> **PROBLEM STATEMENT**
Somewhere below are a line with "pub fn state(&self)" and a later line with "pub fn is_over(&self)". Output exactly those lines and all lines between them.

.....

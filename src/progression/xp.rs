//! Experience and leveling
//!
//! XP thresholds, level-up gains, and rank titles.

/// Max HP gained per level
pub const LEVEL_UP_HP: i32 = 10;
/// Attack gained per level
pub const LEVEL_UP_ATTACK: i32 = 2;
/// Defense gained per level
pub const LEVEL_UP_DEFENSE: i32 = 1;

/// XP the player must hold to level up from `level`
pub fn xp_threshold(level: u32) -> u32 {
    level * 100
}

/// Get a title/rank based on level
pub fn level_title(level: u32) -> &'static str {
    match level {
        0..=2 => "Novice",
        3..=4 => "Apprentice",
        5..=7 => "Journeyman",
        8..=10 => "Adept",
        11..=14 => "Expert",
        15..=18 => "Master",
        19..=24 => "Grandmaster",
        _ => "Legend",
    }
}
//! Game state machine
//!
//! Owns everything a run mutates: the player, the current dungeon and the
//! player's place in it, the stage counter, and the active state.

use std::fmt;

use rand::rngs::StdRng;
use rand::{Rng, SeedableRng};

use super::commands::{parse_command, Command};
use crate::data::{ConfigError, GameConfig};
use crate::entities::{Monster, Player};
use crate::error::GameError;
use crate::ui::text;
use crate::ui::Console;
use crate::world::{generate_dungeon, spawn_wandering, Coord, Direction, Dungeon, Room};

/// The engine for one run
pub struct Game<R: Rng = StdRng> {
    pub(super) state: GameState,
    pub(super) player: Player,
    pub(super) dungeon: Dungeon,
    /// Always a room of `dungeon`
    pub(super) current: Coord,
    pub(super) stage: u32,
    pub(super) config: GameConfig,
    pub(super) rng: R,
}

/// All possible game states
#[derive(Debug, Clone, PartialEq)]
pub enum GameState {
    /// Walking the dungeon, one command per turn
    Exploration,
    /// Fighting the carried monster, one action per turn
    Battle(Encounter),
    /// Between stages, spending gold and XP
    Hub,
    /// Terminal
    GameOver { stage_reached: u32, cause: String },
}

impl GameState {
    pub fn name(&self) -> &'static str {
        match self {
            GameState::Exploration => "Exploration",
            GameState::Battle(_) => "Battle",
            GameState::Hub => "Hub",
            GameState::GameOver { .. } => "GameOver",
        }
    }
}

/// The monster being fought and where it came from
#[derive(Debug, Clone, PartialEq)]
pub struct Encounter {
    pub monster: Monster,
    pub origin: EncounterOrigin,
}

#[derive(Debug, Clone, Copy, PartialEq, Eq)]
pub enum EncounterOrigin {
    /// Taken from this room's queue; goes back there unless slain
    Resident(Coord),
    /// Rolled on the spot; belongs to no room
    Wandering,
}

/// Final tally handed back when a run ends
#[derive(Debug, Clone, PartialEq, Eq)]
pub struct RunSummary {
    pub player_name: String,
    pub stage_reached: u32,
    pub level: u32,
    pub gold: u32,
    pub cause: String,
}

impl fmt::Display for RunSummary {
    fn fmt(&self, f: &mut fmt::Formatter<'_>) -> fmt::Result {
        write!(
            f,
            "{} reached stage {} at level {} with {} gold ({}).",
            self.player_name, self.stage_reached, self.level, self.gold, self.cause
        )
    }
}

impl Game<StdRng> {
    /// Start a run, seeded from the config when it carries a seed
    pub fn new(config: GameConfig) -> Result<Self, ConfigError> {
        let rng = match config.seed {
            Some(seed) => StdRng::seed_from_u64(seed),
            None => StdRng::from_entropy(),
        };
        Self::with_rng(config, rng)
    }
}

impl<R: Rng> Game<R> {
    /// Start a run on stage 1 with an injected random source.
    /// Fails if the config doesn't pass validation.
    pub fn with_rng(config: GameConfig, mut rng: R) -> Result<Self, ConfigError> {
        config.validate()?;
        let stage = 1;
        let dungeon = generate_dungeon(&mut rng, config.dungeon_size, stage, false);
        let current = dungeon.start_coords();
        let player = Player::new(config.player_name.clone());
        log::info!("Starting run for {} (seed: {:?})", player.name, config.seed);

        Ok(Self {
            state: GameState::Exploration,
            player,
            dungeon,
            current,
            stage,
            config,
            rng,
        })
    }

    pub fn state(&self) -> &GameState {
        &self.state
    }

    pub fn player(&self) -> &Player {
        &self.player
    }

    pub fn player_mut(&mut self) -> &mut Player {
        &mut self.player
    }

    pub fn dungeon(&self) -> &Dungeon {
        &self.dungeon
    }

    pub fn dungeon_mut(&mut self) -> &mut Dungeon {
        &mut self.dungeon
    }

    pub fn stage(&self) -> u32 {
        self.stage
    }

    pub fn config(&self) -> &GameConfig {
        &self.config
    }

    pub fn current_coords(&self) -> Coord {
        self.current
    }

    pub fn current_room(&self) -> Option<&Room> {
        self.dungeon.room(self.current)
    }

    /// The monster being fought, only while in Battle
    pub fn current_enemy(&self) -> Option<&Monster> {
        match &self.state {
            GameState::Battle(encounter) => Some(&encounter.monster),
            _ => None,
        }
    }

    pub fn is_over(&self) -> bool {
        matches!(self.state, GameState::GameOver { .. })
    }

    /// Put the player in another room of the current dungeon.
    /// Returns false if `coord` is outside it.
    pub fn place_player(&mut self, coord: Coord) -> bool {
        if self.dungeon.room(coord).is_some() {
            self.current = coord;
            true
        } else {
            false
        }
    }

    pub fn set_state(&mut self, state: GameState) {
        log::debug!("State transition: {} -> {}", self.state.name(), state.name());
        self.state = state;
    }

    /// Play the whole run until GameOver
    pub fn run<C: Console + ?Sized>(&mut self, console: &mut C) -> Result<RunSummary, GameError> {
        console.print(text::WELCOME);
        while !self.is_over() {
            self.tick(console)?;
        }

        console.print(&format!("\n{}", text::RULE));
        console.print(text::GAME_OVER_BANNER);
        console.print(text::RULE);
        Ok(self.summary())
    }

    /// One pass of the outer loop: dispatch on state, then check for death
    pub fn tick<C: Console + ?Sized>(&mut self, console: &mut C) -> Result<(), GameError> {
        match self.state {
            GameState::Exploration => self.exploration_turn(console)?,
            GameState::Battle(_) => self.battle_turn(console)?,
            GameState::Hub => self.hub_visit(console)?,
            GameState::GameOver { .. } => return Ok(()),
        }

        if self.player.is_dead() && !self.is_over() {
            self.game_over("succumbed to wounds");
        }
        Ok(())
    }

    pub fn summary(&self) -> RunSummary {
        let (stage_reached, cause) = match &self.state {
            GameState::GameOver { stage_reached, cause } => (*stage_reached, cause.clone()),
            _ => (self.stage, "still adventuring".to_string()),
        };
        RunSummary {
            player_name: self.player.name.clone(),
            stage_reached,
            level: self.player.level,
            gold: self.player.gold,
            cause,
        }
    }

    pub(super) fn game_over(&mut self, cause: impl Into<String>) {
        let cause = cause.into();
        log::info!("Game over on stage {}: {}", self.stage, cause);
        self.set_state(GameState::GameOver {
            stage_reached: self.stage,
            cause,
        });
    }

    fn exploration_turn<C: Console + ?Sized>(&mut self, console: &mut C) -> Result<(), GameError> {
        console.print(&text::header(&format!("EXPLORATION (Stage {})", self.stage)));
        if let Some(room) = self.dungeon.room_mut(self.current) {
            room.visited = true;
            console.print(&room.describe());
        }

        if self.dungeon.portal_open_at(self.current) {
            console.print("\nYou found the exit to the next stage!");
            self.complete_stage(console);
            return Ok(());
        }

        if self.roll_encounter() {
            let monster = spawn_wandering(&mut self.rng, self.stage);
            console.print(&format!("A wild {} appears!", monster.name()));
            self.set_state(GameState::Battle(Encounter {
                monster,
                origin: EncounterOrigin::Wandering,
            }));
            return Ok(());
        }

        let input = prompt(console, text::EXPLORE_PROMPT)?;
        match parse_command(&input) {
            Ok(command) => self.execute(command, console),
            Err(e) => console.print(&e.to_string()),
        }
        Ok(())
    }

    /// Wandering monsters only turn up in rooms with no residents
    fn roll_encounter(&mut self) -> bool {
        let room_empty = self.current_room().map_or(true, |room| !room.has_enemies());
        let hit = room_empty && self.rng.gen_bool(self.config.encounter_chance);
        if hit {
            log::debug!("Wandering encounter at {}", self.current);
        }
        hit
    }

    pub(super) fn execute<C: Console + ?Sized>(&mut self, command: Command, console: &mut C) {
        match command {
            Command::Move(dir) => self.move_player(dir, console),
            Command::Portal => {
                if self.dungeon.portal_open_at(self.current) {
                    console.print("You step into the shimmering portal...");
                    self.complete_stage(console);
                } else {
                    console.print(
                        "There is no active portal here, or the current stage is not yet cleared.",
                    );
                }
            }
            Command::Status => console.print(&self.player.status()),
            Command::Inventory => {
                console.print(&format!("Inventory: {}", self.player.inventory_line()))
            }
            Command::Take(name) => {
                let taken = self
                    .dungeon
                    .room_mut(self.current)
                    .and_then(|room| room.take_item(&name));
                match taken {
                    Some(item) => {
                        console.print(&format!("You took the {}.", item));
                        self.player.add_item(item);
                    }
                    None => console.print(&format!("Could not find '{}' in this room.", name)),
                }
            }
            Command::Attack => {
                let target = self
                    .dungeon
                    .room_mut(self.current)
                    .and_then(|room| room.remove_enemy(0));
                match target {
                    Some(monster) => {
                        console.print(&format!("You prepare to fight the {}!", monster.name()));
                        let origin = EncounterOrigin::Resident(self.current);
                        self.set_state(GameState::Battle(Encounter { monster, origin }));
                    }
                    None => console.print("There are no enemies to attack in this room."),
                }
            }
            Command::Help => console.print(text::HELP),
        }
    }

    fn move_player<C: Console + ?Sized>(&mut self, dir: Direction, console: &mut C) {
        match self.current_room().and_then(|room| room.exit(dir)) {
            Some(next) => {
                self.current = next;
                console.print(&format!("You moved {}.", dir.name()));
            }
            None => console.print("You can't go that way."),
        }
    }

    fn complete_stage<C: Console + ?Sized>(&mut self, console: &mut C) {
        console.print("\nYou have cleared the current stage!");
        log::info!("Stage {} cleared", self.stage);
        self.set_state(GameState::Hub);
    }
}

/// Read one line, normalised to trimmed lower case
pub(super) fn prompt<C: Console + ?Sized>(console: &mut C, text: &str) -> Result<String, GameError> {
    Ok(console.read_line(text)?.trim().to_lowercase())
}
//! Game module - Core game logic and state management

mod state;
mod battle;
mod hub;
pub mod commands;

pub use state::{Game, GameState, Encounter, EncounterOrigin, RunSummary};
pub use commands::{parse_command, Command, CommandError};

.....

> **RESPONSE TO THIS TASK**
    pub fn state(&self) -> &GameState {
        &self.state
    }

    pub fn player(&self) -> &Player {
        &self.player
    }

    pub fn player_mut(&mut self) -> &mut Player {
        &mut self.player
    }

    pub fn dungeon(&self) -> &Dungeon {
        &self.dungeon
    }

    pub fn dungeon_mut(&mut self) -> &mut Dungeon {
        &mut self.dungeon
    }

    pub fn stage(&self) -> u32 {
        self.stage
    }

    pub fn config(&self) -> &GameConfig {
        &self.config
    }

    pub fn current_coords(&self) -> Coord {
        self.current
    }

    pub fn current_room(&self) -> Option<&Room> {
        self.dungeon.room(self.current)
    }

    /// The monster being fought, only while in Battle
    pub fn current_enemy(&self) -> Option<&Monster> {
        match &self.state {
            GameState::Battle(encounter) => Some(&encounter.monster),
            _ => None,
        }
    }

    pub fn is_over(&self) -> bool {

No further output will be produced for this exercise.